Ericsson had a €500m bond mature in March which it repaid with cash and proceeds for the new deal are earmarked for general corporate purposes.

Liquide green

Green financing continues to be at the forefront of European corporate supply with French industrial gas specialist Air Liquide (A3/A-) the latest to join the throng with its debut in the structure through a €500m no-grow 10-year note.

Bankers were keen to highlight that because of the niche nature of the business, the sustainable finance framework incorporated some novel features, which includes a biogas category that covers projects such as landfill gas capture.

Proceeds can also be used for projects that support the production, storage and distribution and use of hydrogen.

Investors were certainly keen to get their hands on the issue, with orders peaking at more than €3.1bn. That allowed leads BNP Paribas, Credit Agricole, HSBC, Natixis and Societe Generale to revise pricing to 28bp from IPTs of 60bp area.

Given the degree of tightening and with fair value seen in the mid 30s, final books fell to €1.7bn.

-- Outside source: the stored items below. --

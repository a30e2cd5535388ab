//! syncbox Core - Domain logic and business rules
//!
//! This crate contains the hexagonal architecture core with:
//! - **Domain entities** - `ChangeRecord`, `IndexEntry`, `RemoteChange`, `ConflictReport`
//! - **Reconciliation** - the pure `compute_diff` and the conflict policy
//! - **Error taxonomy** - `SyncError`, `TransferError` and the `ErrorList` aggregate
//! - **Port definitions** - Traits for adapters: `ILocalIndex`, `IRemoteStore`, `IRestClient`
//! - **Configuration** - YAML-backed `Config` with validation
//!
//! # Architecture
//!
//! This crate follows the hexagonal (ports & adapters) architecture pattern.
//! The domain module contains pure business logic with no I/O.
//! Ports define trait interfaces that adapter crates implement.

pub mod config;
pub mod domain;
pub mod ports;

Still, bankers said the quality of credit spoke for itself.

“These guys are a bit of a darling of the credit market,” said a second DCM banker. “People like them, they are rare and as a company they are pretty central to the supply of oxygen which in the context of the pandemic is very important.”

Finnish REIT Kojamo (Baa2) also issued its debut green transaction, tapping Danske Bank, Deutsche Bank, Nordea and Swedbank to deliver an upsized a €350m eight-year note.

The company was initially expecting to print a €300m deal, but a book of €1.4bn enabled it to increase.

The spread was set at 96.2bp, for a yield of 1%. Books had opened at 125bp area.